* **WHAT YOU NEED TO DO**
Report the count of lines in the entries below that contain "trim", and leave out everything else.

=== PROVIDED RECORDS ===

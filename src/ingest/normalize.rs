//! Lookup-key normalization for headers and cells.
//!
//! `"  Área "` and `"area"` share the key `"area"`. Only keys are folded;
//! display text is never rewritten.

use unicode_normalization::UnicodeNormalization;
use unicode_normalization::char::is_combining_mark;

/// NFKD-decompose, drop combining marks, trim, lowercase.
///
/// Internal whitespace is kept as-is.
pub fn normalize_key(s: &str) -> String {
    let folded: String = s.nfkd().filter(|c| !is_combining_mark(*c)).collect();
    folded.trim().to_lowercase()
}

===

* **EXERCISE OUTPUT**
2